§ Exercise objective: Only the stretch of the listing below that runs from the line with "concurrent clients allowed" through the line with "is at capacity." is to be printed, exactly and with both ends.

*** Opening Data in this exercise ***

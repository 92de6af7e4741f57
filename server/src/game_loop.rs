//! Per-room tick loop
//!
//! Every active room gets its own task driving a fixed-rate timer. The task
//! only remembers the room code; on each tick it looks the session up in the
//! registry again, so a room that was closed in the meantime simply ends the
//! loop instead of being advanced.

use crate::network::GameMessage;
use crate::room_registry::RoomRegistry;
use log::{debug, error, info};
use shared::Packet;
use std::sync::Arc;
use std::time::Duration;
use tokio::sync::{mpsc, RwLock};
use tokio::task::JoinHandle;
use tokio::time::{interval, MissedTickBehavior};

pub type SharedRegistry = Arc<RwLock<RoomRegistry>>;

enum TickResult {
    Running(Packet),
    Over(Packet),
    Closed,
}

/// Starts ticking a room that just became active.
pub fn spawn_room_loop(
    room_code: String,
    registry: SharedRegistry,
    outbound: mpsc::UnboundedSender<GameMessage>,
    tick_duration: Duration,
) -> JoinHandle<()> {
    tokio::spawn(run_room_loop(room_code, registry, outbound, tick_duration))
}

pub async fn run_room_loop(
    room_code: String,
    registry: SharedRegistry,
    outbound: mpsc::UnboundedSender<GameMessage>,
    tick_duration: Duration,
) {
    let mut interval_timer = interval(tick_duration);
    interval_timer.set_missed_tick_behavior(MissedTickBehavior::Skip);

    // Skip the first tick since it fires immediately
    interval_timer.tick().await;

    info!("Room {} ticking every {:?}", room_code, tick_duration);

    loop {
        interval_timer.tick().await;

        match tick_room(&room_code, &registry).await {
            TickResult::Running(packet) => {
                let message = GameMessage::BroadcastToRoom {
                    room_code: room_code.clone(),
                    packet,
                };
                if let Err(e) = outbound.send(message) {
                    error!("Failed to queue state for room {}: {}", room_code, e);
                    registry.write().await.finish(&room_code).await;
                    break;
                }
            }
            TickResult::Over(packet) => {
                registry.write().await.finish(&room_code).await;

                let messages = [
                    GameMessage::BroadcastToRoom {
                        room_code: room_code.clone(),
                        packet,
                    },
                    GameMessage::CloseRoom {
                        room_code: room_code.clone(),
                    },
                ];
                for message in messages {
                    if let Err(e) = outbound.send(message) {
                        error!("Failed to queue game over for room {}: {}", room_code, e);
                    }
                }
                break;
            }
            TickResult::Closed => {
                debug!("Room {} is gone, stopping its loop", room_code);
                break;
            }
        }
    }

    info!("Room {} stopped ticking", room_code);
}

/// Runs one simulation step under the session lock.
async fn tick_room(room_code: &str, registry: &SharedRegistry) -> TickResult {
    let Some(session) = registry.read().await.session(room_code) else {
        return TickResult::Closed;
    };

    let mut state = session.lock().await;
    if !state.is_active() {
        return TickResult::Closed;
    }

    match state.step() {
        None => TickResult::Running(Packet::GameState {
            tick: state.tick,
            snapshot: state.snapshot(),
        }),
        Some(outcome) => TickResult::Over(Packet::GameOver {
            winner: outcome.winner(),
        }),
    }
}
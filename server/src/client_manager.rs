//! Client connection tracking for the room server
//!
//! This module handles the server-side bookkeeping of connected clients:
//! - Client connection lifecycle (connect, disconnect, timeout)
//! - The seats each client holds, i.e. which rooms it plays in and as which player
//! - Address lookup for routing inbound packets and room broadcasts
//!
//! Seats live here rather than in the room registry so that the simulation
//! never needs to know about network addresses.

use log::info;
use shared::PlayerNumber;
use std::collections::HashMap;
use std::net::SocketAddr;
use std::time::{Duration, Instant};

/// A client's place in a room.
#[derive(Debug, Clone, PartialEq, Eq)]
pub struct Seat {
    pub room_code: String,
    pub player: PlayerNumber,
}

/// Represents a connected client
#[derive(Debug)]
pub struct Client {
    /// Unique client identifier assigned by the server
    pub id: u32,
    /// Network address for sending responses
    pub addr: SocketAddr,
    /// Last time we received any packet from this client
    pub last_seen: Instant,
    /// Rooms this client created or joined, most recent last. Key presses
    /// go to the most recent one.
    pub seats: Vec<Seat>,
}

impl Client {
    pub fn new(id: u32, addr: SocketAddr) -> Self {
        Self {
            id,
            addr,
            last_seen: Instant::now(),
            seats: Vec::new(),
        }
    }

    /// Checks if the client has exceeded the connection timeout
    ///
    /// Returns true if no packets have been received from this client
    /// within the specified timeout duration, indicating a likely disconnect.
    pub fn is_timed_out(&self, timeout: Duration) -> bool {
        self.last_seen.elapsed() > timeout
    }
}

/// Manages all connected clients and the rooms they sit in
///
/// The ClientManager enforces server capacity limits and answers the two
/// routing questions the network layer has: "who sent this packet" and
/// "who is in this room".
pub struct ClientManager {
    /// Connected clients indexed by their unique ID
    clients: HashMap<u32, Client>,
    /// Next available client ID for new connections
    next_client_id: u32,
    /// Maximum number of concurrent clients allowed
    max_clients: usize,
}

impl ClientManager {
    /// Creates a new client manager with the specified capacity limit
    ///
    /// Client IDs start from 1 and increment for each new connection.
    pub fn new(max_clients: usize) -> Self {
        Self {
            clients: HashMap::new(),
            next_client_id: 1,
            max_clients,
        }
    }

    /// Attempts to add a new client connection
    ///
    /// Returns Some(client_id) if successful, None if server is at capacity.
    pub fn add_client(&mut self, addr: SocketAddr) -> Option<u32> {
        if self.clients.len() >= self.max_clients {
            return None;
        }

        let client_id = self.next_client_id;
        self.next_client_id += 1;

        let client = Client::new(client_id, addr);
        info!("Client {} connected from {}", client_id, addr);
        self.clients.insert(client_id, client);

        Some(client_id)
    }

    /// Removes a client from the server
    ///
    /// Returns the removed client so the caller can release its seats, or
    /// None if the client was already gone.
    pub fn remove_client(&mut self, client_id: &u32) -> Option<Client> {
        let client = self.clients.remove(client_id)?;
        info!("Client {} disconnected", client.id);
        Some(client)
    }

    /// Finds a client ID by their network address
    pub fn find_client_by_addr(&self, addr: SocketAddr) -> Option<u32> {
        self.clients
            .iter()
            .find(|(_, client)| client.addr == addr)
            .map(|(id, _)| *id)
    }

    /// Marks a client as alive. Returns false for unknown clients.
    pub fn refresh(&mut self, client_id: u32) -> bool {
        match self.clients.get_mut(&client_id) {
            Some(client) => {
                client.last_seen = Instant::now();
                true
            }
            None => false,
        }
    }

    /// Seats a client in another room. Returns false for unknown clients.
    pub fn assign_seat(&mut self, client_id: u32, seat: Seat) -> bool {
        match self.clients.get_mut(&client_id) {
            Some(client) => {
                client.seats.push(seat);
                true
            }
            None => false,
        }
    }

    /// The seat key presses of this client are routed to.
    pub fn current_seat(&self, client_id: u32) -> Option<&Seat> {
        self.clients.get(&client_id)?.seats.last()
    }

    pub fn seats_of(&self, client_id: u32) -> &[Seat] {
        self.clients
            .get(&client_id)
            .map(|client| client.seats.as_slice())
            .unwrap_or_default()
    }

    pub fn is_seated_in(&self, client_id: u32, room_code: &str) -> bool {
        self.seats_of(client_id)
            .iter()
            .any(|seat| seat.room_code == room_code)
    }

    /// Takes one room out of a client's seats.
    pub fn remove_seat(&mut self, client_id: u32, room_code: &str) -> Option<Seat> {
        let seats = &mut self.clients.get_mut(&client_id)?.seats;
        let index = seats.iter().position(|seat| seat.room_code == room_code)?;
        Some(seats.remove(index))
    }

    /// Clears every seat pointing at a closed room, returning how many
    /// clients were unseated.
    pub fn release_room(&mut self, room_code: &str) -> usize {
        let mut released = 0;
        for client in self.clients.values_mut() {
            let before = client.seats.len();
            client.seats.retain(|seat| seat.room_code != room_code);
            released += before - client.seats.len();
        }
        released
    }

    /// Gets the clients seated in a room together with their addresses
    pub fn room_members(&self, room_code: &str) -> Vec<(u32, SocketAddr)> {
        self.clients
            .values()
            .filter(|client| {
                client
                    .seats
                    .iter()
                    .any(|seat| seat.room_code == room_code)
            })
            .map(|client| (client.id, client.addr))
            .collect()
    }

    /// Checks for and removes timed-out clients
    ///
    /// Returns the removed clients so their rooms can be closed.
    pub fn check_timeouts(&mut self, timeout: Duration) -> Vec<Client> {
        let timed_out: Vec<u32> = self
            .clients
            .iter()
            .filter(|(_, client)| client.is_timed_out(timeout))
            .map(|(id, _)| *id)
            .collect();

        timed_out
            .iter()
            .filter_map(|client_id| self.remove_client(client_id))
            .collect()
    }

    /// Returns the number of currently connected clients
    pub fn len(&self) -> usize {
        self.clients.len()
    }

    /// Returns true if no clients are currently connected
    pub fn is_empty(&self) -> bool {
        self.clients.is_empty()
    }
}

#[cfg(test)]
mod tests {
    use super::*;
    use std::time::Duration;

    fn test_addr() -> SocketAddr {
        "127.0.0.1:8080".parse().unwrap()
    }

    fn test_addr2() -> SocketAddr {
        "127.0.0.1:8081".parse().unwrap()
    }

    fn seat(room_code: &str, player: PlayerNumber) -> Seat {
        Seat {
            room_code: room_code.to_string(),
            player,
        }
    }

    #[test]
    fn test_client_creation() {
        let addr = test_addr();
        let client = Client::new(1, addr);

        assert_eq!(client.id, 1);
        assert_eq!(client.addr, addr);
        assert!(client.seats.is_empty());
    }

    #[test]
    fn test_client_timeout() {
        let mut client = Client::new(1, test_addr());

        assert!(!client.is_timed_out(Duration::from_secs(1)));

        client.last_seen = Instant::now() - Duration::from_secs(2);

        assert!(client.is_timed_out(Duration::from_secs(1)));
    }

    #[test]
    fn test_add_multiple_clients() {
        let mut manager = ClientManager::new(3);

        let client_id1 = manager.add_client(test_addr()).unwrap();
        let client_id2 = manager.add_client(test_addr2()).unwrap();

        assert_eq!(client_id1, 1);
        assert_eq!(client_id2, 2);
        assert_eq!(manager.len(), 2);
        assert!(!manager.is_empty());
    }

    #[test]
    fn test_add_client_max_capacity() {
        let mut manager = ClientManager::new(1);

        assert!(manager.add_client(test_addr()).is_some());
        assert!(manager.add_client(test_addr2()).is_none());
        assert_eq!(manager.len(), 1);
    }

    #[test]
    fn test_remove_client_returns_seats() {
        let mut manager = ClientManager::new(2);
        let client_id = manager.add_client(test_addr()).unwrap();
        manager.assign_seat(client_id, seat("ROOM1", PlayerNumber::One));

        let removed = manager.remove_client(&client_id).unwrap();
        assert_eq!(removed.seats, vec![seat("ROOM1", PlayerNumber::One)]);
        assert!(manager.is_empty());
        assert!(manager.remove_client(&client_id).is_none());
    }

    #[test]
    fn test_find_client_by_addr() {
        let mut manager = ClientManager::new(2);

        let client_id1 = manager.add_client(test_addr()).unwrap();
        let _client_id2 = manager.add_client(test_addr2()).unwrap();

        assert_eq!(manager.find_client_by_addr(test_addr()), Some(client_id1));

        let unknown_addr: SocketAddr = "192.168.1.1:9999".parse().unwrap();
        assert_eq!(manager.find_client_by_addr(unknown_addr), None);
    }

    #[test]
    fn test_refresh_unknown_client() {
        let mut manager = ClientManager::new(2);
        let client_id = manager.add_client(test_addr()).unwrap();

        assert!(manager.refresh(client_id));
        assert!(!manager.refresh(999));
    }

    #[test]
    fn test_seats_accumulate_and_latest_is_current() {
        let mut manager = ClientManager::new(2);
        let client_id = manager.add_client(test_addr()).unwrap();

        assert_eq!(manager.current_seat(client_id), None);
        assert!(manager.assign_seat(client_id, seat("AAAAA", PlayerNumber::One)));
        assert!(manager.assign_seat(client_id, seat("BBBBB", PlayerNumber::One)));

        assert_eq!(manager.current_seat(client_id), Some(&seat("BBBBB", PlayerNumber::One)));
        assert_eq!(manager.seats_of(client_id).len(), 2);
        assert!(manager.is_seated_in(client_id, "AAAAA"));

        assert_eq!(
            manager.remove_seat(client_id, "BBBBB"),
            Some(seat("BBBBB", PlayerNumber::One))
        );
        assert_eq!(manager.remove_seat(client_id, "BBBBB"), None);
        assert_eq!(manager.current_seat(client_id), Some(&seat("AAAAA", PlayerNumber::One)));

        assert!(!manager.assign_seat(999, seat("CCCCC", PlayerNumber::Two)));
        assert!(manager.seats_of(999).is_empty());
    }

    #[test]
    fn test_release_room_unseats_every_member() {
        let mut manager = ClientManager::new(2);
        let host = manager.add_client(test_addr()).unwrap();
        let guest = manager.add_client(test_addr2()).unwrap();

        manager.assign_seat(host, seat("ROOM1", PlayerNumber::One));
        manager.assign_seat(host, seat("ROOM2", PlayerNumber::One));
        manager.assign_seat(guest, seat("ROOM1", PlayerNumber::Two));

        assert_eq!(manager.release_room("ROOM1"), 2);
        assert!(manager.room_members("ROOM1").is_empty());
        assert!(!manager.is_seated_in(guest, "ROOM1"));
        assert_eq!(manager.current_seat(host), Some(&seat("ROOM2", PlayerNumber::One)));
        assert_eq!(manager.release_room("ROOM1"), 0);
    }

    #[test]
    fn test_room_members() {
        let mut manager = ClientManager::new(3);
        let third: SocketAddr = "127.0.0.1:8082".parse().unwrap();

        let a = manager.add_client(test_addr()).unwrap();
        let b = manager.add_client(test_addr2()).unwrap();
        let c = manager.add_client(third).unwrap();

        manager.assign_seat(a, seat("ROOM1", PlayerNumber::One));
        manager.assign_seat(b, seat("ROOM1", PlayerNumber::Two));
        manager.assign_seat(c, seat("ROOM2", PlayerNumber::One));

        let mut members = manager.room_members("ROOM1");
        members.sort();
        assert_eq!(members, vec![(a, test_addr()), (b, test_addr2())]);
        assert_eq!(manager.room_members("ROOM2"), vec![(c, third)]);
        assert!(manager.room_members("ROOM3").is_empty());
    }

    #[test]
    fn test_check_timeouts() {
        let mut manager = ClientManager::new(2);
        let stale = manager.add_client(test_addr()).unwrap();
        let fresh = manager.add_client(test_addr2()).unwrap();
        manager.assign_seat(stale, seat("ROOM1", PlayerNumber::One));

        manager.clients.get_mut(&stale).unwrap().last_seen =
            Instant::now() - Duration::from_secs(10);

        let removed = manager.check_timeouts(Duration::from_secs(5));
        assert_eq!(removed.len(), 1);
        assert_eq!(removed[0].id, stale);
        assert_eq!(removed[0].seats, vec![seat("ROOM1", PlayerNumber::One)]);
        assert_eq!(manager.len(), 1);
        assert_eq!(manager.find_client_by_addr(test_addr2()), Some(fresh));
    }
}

*** Closing Data in this exercise ***
*** Opening Data in this exercise ***

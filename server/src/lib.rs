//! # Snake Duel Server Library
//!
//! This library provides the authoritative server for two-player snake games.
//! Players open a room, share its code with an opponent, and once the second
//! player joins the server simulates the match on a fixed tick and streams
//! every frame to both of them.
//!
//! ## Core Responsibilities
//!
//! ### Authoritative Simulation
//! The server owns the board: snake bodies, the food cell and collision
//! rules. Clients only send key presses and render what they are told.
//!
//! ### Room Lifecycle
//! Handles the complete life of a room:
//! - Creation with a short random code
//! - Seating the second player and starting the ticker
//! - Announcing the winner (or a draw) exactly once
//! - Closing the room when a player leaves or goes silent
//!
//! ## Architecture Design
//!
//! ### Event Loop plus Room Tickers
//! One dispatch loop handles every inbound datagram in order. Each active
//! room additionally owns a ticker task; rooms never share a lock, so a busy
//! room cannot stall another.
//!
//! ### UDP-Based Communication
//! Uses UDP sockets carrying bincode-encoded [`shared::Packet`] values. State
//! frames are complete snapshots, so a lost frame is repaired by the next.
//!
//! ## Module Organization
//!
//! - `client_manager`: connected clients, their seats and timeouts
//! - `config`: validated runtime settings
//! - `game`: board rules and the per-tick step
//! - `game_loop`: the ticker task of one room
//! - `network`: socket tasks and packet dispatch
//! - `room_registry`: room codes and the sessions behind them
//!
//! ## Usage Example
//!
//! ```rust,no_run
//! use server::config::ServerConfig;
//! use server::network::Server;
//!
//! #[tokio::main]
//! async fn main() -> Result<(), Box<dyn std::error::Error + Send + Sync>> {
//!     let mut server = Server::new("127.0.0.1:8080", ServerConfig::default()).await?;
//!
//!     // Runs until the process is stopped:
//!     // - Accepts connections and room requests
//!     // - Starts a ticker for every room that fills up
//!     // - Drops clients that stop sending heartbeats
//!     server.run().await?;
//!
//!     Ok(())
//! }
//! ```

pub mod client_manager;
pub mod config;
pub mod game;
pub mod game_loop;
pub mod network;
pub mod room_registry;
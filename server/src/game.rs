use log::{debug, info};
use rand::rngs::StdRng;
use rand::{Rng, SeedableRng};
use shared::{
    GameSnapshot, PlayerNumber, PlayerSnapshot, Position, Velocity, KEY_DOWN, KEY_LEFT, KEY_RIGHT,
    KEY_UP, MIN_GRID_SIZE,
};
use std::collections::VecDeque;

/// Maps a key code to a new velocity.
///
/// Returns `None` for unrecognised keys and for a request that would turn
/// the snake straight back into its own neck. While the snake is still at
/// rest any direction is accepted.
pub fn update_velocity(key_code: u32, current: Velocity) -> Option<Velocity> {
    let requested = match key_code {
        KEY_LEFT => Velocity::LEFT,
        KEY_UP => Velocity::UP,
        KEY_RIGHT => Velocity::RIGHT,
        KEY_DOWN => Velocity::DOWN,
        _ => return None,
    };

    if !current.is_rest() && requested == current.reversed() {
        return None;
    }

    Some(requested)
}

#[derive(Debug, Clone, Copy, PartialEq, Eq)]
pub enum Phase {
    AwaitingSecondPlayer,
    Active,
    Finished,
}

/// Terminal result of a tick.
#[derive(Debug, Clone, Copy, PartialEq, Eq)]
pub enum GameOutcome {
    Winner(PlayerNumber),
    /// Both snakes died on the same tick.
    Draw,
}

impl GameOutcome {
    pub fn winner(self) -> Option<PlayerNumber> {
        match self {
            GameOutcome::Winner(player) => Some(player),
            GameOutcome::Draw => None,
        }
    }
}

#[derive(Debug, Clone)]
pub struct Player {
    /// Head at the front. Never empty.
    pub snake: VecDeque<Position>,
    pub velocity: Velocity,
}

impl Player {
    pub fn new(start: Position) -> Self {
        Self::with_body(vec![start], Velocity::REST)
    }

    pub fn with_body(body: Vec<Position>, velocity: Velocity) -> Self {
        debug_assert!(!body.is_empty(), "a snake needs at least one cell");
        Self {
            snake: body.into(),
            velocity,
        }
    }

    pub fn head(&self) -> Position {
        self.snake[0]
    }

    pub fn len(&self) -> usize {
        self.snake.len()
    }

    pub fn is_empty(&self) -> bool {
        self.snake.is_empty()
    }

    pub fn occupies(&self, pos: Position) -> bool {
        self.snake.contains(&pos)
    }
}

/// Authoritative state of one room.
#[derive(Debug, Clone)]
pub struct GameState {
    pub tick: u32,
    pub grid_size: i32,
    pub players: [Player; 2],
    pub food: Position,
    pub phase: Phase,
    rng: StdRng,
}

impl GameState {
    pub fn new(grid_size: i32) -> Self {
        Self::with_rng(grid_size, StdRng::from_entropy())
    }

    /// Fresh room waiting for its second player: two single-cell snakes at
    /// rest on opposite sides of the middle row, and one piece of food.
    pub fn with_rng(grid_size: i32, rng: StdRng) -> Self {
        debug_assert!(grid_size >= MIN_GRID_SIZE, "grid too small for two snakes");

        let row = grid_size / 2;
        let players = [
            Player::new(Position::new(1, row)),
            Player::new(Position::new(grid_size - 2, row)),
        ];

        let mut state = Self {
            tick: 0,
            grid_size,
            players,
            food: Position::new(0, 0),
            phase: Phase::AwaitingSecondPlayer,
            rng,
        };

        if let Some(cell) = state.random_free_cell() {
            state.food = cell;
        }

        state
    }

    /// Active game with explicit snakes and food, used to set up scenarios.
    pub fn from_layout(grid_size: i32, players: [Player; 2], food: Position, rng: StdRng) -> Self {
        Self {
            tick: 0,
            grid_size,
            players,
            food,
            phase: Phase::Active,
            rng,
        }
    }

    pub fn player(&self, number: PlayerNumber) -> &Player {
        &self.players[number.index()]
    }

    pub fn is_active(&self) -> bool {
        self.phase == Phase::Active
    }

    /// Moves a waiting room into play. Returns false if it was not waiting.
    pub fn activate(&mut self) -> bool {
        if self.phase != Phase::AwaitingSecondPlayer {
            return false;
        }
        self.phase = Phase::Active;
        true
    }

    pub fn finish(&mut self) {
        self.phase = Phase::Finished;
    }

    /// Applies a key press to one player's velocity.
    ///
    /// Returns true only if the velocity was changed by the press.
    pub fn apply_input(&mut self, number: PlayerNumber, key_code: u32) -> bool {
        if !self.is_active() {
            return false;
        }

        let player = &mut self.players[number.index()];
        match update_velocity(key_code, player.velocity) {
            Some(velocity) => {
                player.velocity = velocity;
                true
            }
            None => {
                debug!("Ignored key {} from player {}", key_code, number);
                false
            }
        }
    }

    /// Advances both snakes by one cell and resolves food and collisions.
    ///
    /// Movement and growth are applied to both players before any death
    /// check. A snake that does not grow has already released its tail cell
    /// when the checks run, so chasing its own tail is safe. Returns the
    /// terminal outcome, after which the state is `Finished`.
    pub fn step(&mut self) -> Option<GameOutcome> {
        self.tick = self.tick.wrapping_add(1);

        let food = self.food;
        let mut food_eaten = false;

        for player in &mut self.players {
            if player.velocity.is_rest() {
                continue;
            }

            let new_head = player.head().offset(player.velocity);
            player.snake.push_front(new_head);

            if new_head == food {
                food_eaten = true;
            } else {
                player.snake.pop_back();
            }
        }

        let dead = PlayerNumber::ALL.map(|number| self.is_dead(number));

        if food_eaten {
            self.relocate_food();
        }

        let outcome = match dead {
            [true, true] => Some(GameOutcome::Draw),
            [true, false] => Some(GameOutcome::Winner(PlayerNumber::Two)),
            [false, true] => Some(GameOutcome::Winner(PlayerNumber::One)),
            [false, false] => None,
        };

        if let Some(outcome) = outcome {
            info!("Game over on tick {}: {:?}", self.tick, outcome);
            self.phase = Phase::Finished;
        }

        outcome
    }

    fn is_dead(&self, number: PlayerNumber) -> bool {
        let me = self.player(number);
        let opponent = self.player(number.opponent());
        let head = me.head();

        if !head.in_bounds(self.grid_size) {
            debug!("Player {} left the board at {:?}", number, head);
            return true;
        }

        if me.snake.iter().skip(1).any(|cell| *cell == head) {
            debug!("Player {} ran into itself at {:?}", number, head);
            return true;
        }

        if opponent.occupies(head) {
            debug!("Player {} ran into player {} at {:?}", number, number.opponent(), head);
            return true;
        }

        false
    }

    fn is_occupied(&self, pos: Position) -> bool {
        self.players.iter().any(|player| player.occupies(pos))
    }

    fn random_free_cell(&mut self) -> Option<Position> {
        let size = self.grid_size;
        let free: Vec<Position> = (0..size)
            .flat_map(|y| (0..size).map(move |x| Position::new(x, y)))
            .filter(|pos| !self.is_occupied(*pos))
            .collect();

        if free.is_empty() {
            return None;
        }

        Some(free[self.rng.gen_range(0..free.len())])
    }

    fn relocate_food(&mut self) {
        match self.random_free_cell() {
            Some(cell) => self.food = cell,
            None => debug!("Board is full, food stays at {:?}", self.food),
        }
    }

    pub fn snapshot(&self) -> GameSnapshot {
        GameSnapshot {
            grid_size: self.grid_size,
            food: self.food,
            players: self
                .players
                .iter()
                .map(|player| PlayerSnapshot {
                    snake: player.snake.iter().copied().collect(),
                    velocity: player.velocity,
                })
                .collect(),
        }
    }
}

*** Closing Data in this exercise ***

§ Task output:
    /// Maximum number of concurrent clients allowed
    max_clients: usize,
}

impl ClientManager {
    /// Creates a new client manager with the specified capacity limit
    ///
    /// Client IDs start from 1 and increment for each new connection.
    pub fn new(max_clients: usize) -> Self {
        Self {
            clients: HashMap::new(),
            next_client_id: 1,
            max_clients,
        }
    }

    /// Attempts to add a new client connection
    ///
    /// Returns Some(client_id) if successful, None if server is at capacity.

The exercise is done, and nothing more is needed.